Social welfare officer Jeterda Junio who prepared
the social case study report said Tallongen needs P12,000 for her chemo session
next Sunday, a week before Mother’s Day.
Tallongen was diagnosed for Hodgkin’s
lymphoma (cancer of the lymph nodes) in June last year, after she
noticed a swelling on the left side of her neck. She underwent
surgery for the removal of the mass, only to notice its regrowth.
Last Tuesday evening, Anayasan and her son
rode the bus for the Philippine Heart Center in Quezon City, the nth time that
they did so as Crisly is a charity patient for years now. The boy was due for
two-dimensional echo cardiography this Saturday.
Shoshin Kinderhilfe, a small foundation set
up in southern Germany by former world traditional karate champion Julian
Chees, provided the round trip bus fare while Vic Sapguian, a Cordilleran based
in Quezon City, offered food and quarters for the duration of the mother and
child’s stay in the big city.
Crisly was born with a heart anomaly doctors
term as ventricular septal defect, perimembranous type. His lips and
fingernails turn bluish, like he had just helped himself to a bowl
of mulberries. Altrhough over-aged by then, he finished sixth grade at the
Quezon Elementary School.
“I hope the Heart Center can finally set his
surgery as he has suffered for so long,” Emilia wished.
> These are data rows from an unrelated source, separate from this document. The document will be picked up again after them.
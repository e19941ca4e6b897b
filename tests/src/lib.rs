//! Integration test framework for structcheck.
//!
//! Cases build an [`Expect`](expectation::Expect) describing the outcome of a
//! validation call and verify it against the actual result.


pub mod prelude {
    pub use crate::error::{ExpectationError, ExpectationResult};
    pub use crate::expectation::{Expect, Outcome};

    pub use structcheck::{
        check_fields_exist, check_fields_not_nil, check_no_nils, custom_validate, field_exists,
        lookup_field, traverse, validate, CheckError, CheckFinder, CheckResult, Complex32,
        Complex64, Constraint, FieldLookup, FixedFinder, Inspect, Located, MappingFinder,
        NilableFinder, TagFinder, Validator,
    };
}
//! Protection changes and reference/change tracking.
//!
//! Protection only ever tightens here: a range or page can lose write or execute
//! permission, or be unmapped, but regaining access takes a fresh [`Pmap::enter`].
//! Reference/change state of a managed page is the union of the bits cached on its
//! [`Frame`](crate::Frame) (saved when mappings were removed) and the bits in each live
//! mapping, which the hardware updates behind our back.

use crate::mapping::{PageChain, PvoFlags, PvoHandle};
use crate::pmap::PmapState;
use crate::port::{HardwareTlbPort, ProcessorPort};
use crate::pte::PteBit;
use crate::{
    AddressSpace, EvictionPolicy, FrameSource, PAGE_SIZE, PageAttribute, PageNumber, PageRecords,
    PhysicalAddress, Pmap, Protection, VirtualAddress,
};

fn attribute(bit: PteBit) -> PageAttribute {
    match bit {
        PteBit::Reference => PageAttribute::Referenced,
        PteBit::Change => PageAttribute::Modified,
    }
}

impl<H, F, R, E> Pmap<H, F, R, E>
where
    H: HardwareTlbPort + ProcessorPort,
    F: FrameSource,
    R: PageRecords,
    E: EvictionPolicy,
{
    /// Lowers the protection of every mapping of `space` in `[start, end)`.
    ///
    /// Without read permission this is [`remove`](Self::remove). Otherwise every mapping
    /// becomes read-only, and loses execute permission unless `prot` has it.
    pub fn protect(
        &self,
        space: AddressSpace,
        start: VirtualAddress,
        end: VirtualAddress,
        prot: Protection,
    ) {
        if !prot.is_readable() {
            self.remove(space, start, end);
            return;
        }

        let mut state = self.lock();
        for page in PageNumber::range(start, end) {
            if let Some(handle) = state.lookup(space, page.start()) {
                state.demote(&self.hw, handle, prot);
            }
        }
    }

    /// Lowers the protection of every mapping of the physical page containing `pa`.
    ///
    /// Without read permission, unwired mappings are removed and wired ones are made
    /// read-only. Asking for read/write access changes nothing.
    pub fn page_protect(&self, pa: PhysicalAddress, prot: Protection) {
        if prot.contains(Protection::READ_WRITE) {
            return;
        }
        let pa = pa.align_down(PAGE_SIZE);
        let chain = match self.records.record(pa) {
            Some(frame) => PageChain::Managed(frame),
            None => PageChain::Unmanaged,
        };

        let mut state = self.lock();
        let mut next = state.store.page_head(&chain);
        while let Some(handle) = next {
            next = state.store.next_on_page(handle);
            let pvo = state.store.get(handle);
            if pvo.physical_address() != pa {
                continue;
            }
            if !prot.is_readable() && !pvo.is_wired() {
                state.pvo_remove(&self.hw, &self.records, handle);
            } else {
                state.demote(&self.hw, handle, prot);
            }
        }
    }

    /// Returns whether any mapping of the managed page containing `pa` has set `bit`, past
    /// or present. Unmanaged pages always report false.
    pub fn query_bit(&self, pa: PhysicalAddress, bit: PteBit) -> bool {
        let Some(frame) = self.records.record(pa) else {
            return false;
        };
        let attribute = attribute(bit);
        if frame.test(attribute) {
            return true;
        }

        let mut state = self.lock();
        let chain = PageChain::Managed(frame);
        if state.store.page(&chain).any(|(_, pvo)| pvo.pte.has(bit)) {
            frame.test_and_set(attribute);
            return true;
        }

        self.hw.sync_local();
        let mut next = state.store.page_head(&chain);
        while let Some(handle) = next {
            next = state.store.next_on_page(handle);
            state.synchronize(handle);
            if state.store.get(handle).pte.has(bit) {
                frame.test_and_set(attribute);
                return true;
            }
        }
        false
    }

    /// Clears `bit` on the managed page containing `pa`: in its cached history, in every
    /// mapping and in every live hardware entry. Returns whether the bit was set.
    ///
    /// Clearing the change bit of a page that was modified also forgets that the page is
    /// coherent with the instruction cache.
    pub fn clear_bit(&self, pa: PhysicalAddress, bit: PteBit) -> bool {
        let Some(frame) = self.records.record(pa) else {
            return false;
        };
        let attribute = attribute(bit);
        let mut was_set = frame.test(attribute);
        frame.clear(attribute);

        let mut guard = self.lock();
        let state = &mut *guard;
        let chain = PageChain::Managed(frame);
        self.hw.sync_local();
        let mut next = state.store.page_head(&chain);
        while let Some(handle) = next {
            next = state.store.next_on_page(handle);
            if let Some(slot) = state.resident_slot(handle) {
                let pvo = state.store.get_mut(handle);
                if !pvo.pte.has(bit) {
                    state.table.synchronize(slot, &mut pvo.pte);
                }
                if pvo.pte.has(bit) {
                    state.table.clear_bits(&self.hw, slot, pvo.va, bit.mask());
                }
            }
            let pvo = state.store.get_mut(handle);
            was_set |= pvo.pte.has(bit);
            pvo.pte.clear_bits(bit.mask());
        }

        if bit == PteBit::Change && was_set && frame.test(PageAttribute::Executable) {
            frame.clear(PageAttribute::Executable);
        }
        was_set
    }

    pub fn is_referenced(&self, pa: PhysicalAddress) -> bool {
        self.query_bit(pa, PteBit::Reference)
    }

    pub fn is_modified(&self, pa: PhysicalAddress) -> bool {
        self.query_bit(pa, PteBit::Change)
    }

    pub fn clear_reference(&self, pa: PhysicalAddress) -> bool {
        self.clear_bit(pa, PteBit::Reference)
    }

    pub fn clear_modify(&self, pa: PhysicalAddress) -> bool {
        self.clear_bit(pa, PteBit::Change)
    }
}

impl PmapState {
    /// Makes one mapping read-only, dropping execute permission unless `prot` keeps it, and
    /// rewrites its live entry if it is resident.
    fn demote<H: HardwareTlbPort + ?Sized>(&mut self, hw: &H, handle: PvoHandle, prot: Protection) {
        let slot = self.resident_slot(handle);
        let pvo = self.store.get_mut(handle);
        if !prot.is_executable() {
            pvo.flags.set(PvoFlags::EXECUTABLE, false);
        }
        if !pvo.pte.is_writable() {
            return;
        }
        pvo.pte.set_read_only();
        if let Some(slot) = slot {
            self.table.change(hw, slot, &mut pvo.pte, pvo.va);
        }
    }
}

#[cfg(test)]
mod tests {
    use super::*;
    use crate::testing::{self, cached_pa, managed_pa, tlb_events, user_va};
    use crate::{EnterFlags, TlbEvent};

    #[test]
    fn protection_only_tightens() {
        let pmap = testing::pmap(16);
        let space = pmap.create();
        let va = user_va(0x1000);
        pmap.enter(space, va, managed_pa(0), Protection::READ_WRITE, EnterFlags::empty())
            .unwrap();

        pmap.protect(space, va, va + PAGE_SIZE, Protection::READ);
        assert_eq!(pmap.find(space, va).unwrap().protection, Protection::READ);
        pmap.protect(space, va, va + PAGE_SIZE, Protection::READ_WRITE);
        assert_eq!(pmap.find(space, va).unwrap().protection, Protection::READ);
        pmap.verify();
    }

    #[test]
    fn protect_rewrites_live_entry_in_order() {
        let pmap = testing::pmap(16);
        let space = pmap.create();
        let va = user_va(0x1000);
        pmap.enter(space, va, managed_pa(0), Protection::READ_WRITE, EnterFlags::empty())
            .unwrap();
        assert!(pmap.record_access(space, va, true));
        pmap.hardware().take_events();

        pmap.protect(space, va, va + PAGE_SIZE, Protection::READ);
        assert_eq!(
            tlb_events(pmap.hardware()),
            vec![
                TlbEvent::SyncLocal,
                TlbEvent::SyncLocal,
                TlbEvent::Invalidate(va),
                TlbEvent::SyncGlobal,
                TlbEvent::SyncLocal,
                TlbEvent::SyncLocal,
            ]
        );
        let mapping = pmap.find(space, va).unwrap();
        assert!(mapping.resident.is_some());
        assert!(mapping.modified, "history survives the rewrite");
        pmap.verify();
    }

    #[test]
    fn protect_without_read_removes() {
        let pmap = testing::pmap(16);
        let space = pmap.create();
        let va = user_va(0x1000);
        pmap.enter(space, va, managed_pa(0), Protection::READ_WRITE, EnterFlags::empty())
            .unwrap();
        pmap.protect(space, va, va + PAGE_SIZE, Protection::NONE);
        assert_eq!(pmap.extract(space, va), None);
    }

    #[test]
    fn protect_drops_execute_unless_kept() {
        let pmap = testing::pmap(16);
        let space = pmap.create();
        let va = user_va(0x1000);
        pmap.enter(space, va, cached_pa(0), Protection::ALL, EnterFlags::empty())
            .unwrap();
        pmap.protect(space, va, va + PAGE_SIZE, Protection::READ_EXECUTE);
        assert_eq!(pmap.find(space, va).unwrap().protection, Protection::READ_EXECUTE);
        pmap.protect(space, va, va + PAGE_SIZE, Protection::READ);
        assert_eq!(pmap.find(space, va).unwrap().protection, Protection::READ);
    }

    #[test]
    fn page_protect_exempts_wired_mappings() {
        let pmap = testing::pmap(16);
        let a = pmap.create();
        let b = pmap.create();
        let pa = managed_pa(1);
        pmap.enter(a, user_va(0x1000), pa, Protection::READ_WRITE, EnterFlags::empty().wired())
            .unwrap();
        pmap.enter(b, user_va(0x2000), pa, Protection::READ_WRITE, EnterFlags::empty())
            .unwrap();

        pmap.page_protect(pa, Protection::NONE);
        assert_eq!(pmap.extract(b, user_va(0x2000)), None);
        let wired = pmap.find(a, user_va(0x1000)).unwrap();
        assert!(wired.wired);
        assert_eq!(wired.protection, Protection::READ);
        assert_eq!(pmap.mappings_of(pa).len(), 1);
        pmap.verify();
    }

    #[test]
    fn page_protect_read_only_demotes_every_space() {
        let pmap = testing::pmap(16);
        let a = pmap.create();
        let b = pmap.create();
        let pa = managed_pa(2);
        for space in [a, b] {
            pmap.enter(space, user_va(0x1000), pa, Protection::READ_WRITE, EnterFlags::empty())
                .unwrap();
        }
        pmap.page_protect(pa, Protection::READ_WRITE);
        assert!(pmap.mappings_of(pa).iter().all(|m| m.protection == Protection::READ_WRITE));

        pmap.page_protect(pa, Protection::READ);
        let mappings = pmap.mappings_of(pa);
        assert_eq!(mappings.len(), 2);
        assert!(mappings.iter().all(|m| m.protection == Protection::READ));
        pmap.verify();
    }

    #[test]
    fn page_protect_on_unmanaged_page_only_touches_that_page() {
        let pmap = testing::pmap(16);
        let space = pmap.create();
        let device = PhysicalAddress::new(0xf000_0000);
        let other = PhysicalAddress::new(0xf000_1000);
        pmap.enter(space, user_va(0x1000), device, Protection::READ_WRITE, EnterFlags::empty())
            .unwrap();
        pmap.enter(space, user_va(0x2000), other, Protection::READ_WRITE, EnterFlags::empty())
            .unwrap();
        pmap.page_protect(device, Protection::NONE);
        assert_eq!(pmap.extract(space, user_va(0x1000)), None);
        assert_eq!(pmap.extract(space, user_va(0x2000)), Some(other));
    }

    #[test]
    fn reference_bit_outlives_the_mapping() {
        let pmap = testing::pmap(16);
        let space = pmap.create();
        let va = user_va(0x1000);
        let pa = managed_pa(3);
        pmap.enter(space, va, pa, Protection::READ, EnterFlags::empty())
            .unwrap();
        assert!(!pmap.is_referenced(pa));

        assert!(pmap.record_access(space, va, false));
        pmap.remove(space, va, va + PAGE_SIZE);
        assert!(pmap.mappings_of(pa).is_empty());
        assert!(pmap.query_bit(pa, PteBit::Reference));
        assert!(!pmap.query_bit(pa, PteBit::Change));
    }

    #[test]
    fn query_bit_reads_live_hardware_bits() {
        let pmap = testing::pmap(16);
        let space = pmap.create();
        let va = user_va(0x1000);
        let pa = managed_pa(4);
        pmap.enter(space, va, pa, Protection::READ_WRITE, EnterFlags::empty())
            .unwrap();
        assert!(!pmap.is_modified(pa));
        assert!(pmap.record_access(space, va, true));
        assert!(pmap.is_modified(pa));
        assert!(pmap.is_referenced(pa));
    }

    #[test]
    fn clear_bit_clears_cache_copies_and_hardware() {
        let pmap = testing::pmap(16);
        let space = pmap.create();
        let va = user_va(0x1000);
        let pa = managed_pa(5);
        pmap.enter(space, va, pa, Protection::READ_WRITE, EnterFlags::empty())
            .unwrap();
        assert!(pmap.record_access(space, va, true));
        assert!(pmap.is_modified(pa));

        assert!(pmap.clear_modify(pa));
        assert!(!pmap.is_modified(pa));
        assert!(pmap.is_referenced(pa));
        assert!(!pmap.clear_modify(pa));
        let mapping = pmap.find(space, va).unwrap();
        assert!(!mapping.modified);
        assert!(mapping.referenced);

        assert!(pmap.clear_reference(pa));
        assert!(!pmap.is_referenced(pa));
        pmap.verify();
    }

    #[test]
    fn clearing_modify_forgets_icache_coherence() {
        let pmap = testing::pmap(16);
        let space = pmap.create();
        let pa = cached_pa(1);
        pmap.enter(space, user_va(0x1000), pa, Protection::ALL, EnterFlags::empty())
            .unwrap();
        assert!(pmap.record_access(space, user_va(0x1000), true));
        assert!(pmap.clear_modify(pa));
        pmap.hardware().take_events();

        pmap.enter(space, user_va(0x2000), pa, Protection::READ_EXECUTE, EnterFlags::empty())
            .unwrap();
        assert!(
            pmap.hardware()
                .take_events()
                .iter()
                .any(|event| matches!(event, TlbEvent::SyncIcache(..)))
        );
    }

    #[test]
    fn unmanaged_pages_have_no_history() {
        let pmap = testing::pmap(16);
        let device = PhysicalAddress::new(0xf000_0000);
        assert!(!pmap.query_bit(device, PteBit::Change));
        assert!(!pmap.clear_bit(device, PteBit::Change));
    }

    #[test]
    fn end_to_end() {
        let pmap = testing::pmap(16);
        let space = pmap.create();
        let va = user_va(0x1000);
        let pa = PhysicalAddress::new(0x8000_0000);

        pmap.enter(space, va, pa, Protection::READ_WRITE, EnterFlags::empty())
            .unwrap();
        assert_eq!(pmap.extract(space, va), Some(pa));
        pmap.protect(space, va, user_va(0x2000), Protection::READ);
        assert!(!pmap.query_bit(pa, PteBit::Change));
        pmap.remove(space, va, user_va(0x2000));
        assert_eq!(pmap.extract(space, va), None);
        pmap.verify();
        pmap.destroy(space);
    }
}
Those who wish to help may ring up
Tallongen’s cellphone number (09295390281). They can course their support
through her DBP savings account number 0510-449536-531 that she opened when she
applied for a loan to boost her chances against the big C.
For Crisly’s fight, Samaritans can call up
his mother (cellphone number 09197421723).
Reaching out to the
two mothers and namesakes will provide substance to the observance of Mother’s
Day. (e-mail:mondaxbench@yahoo.com for comments.)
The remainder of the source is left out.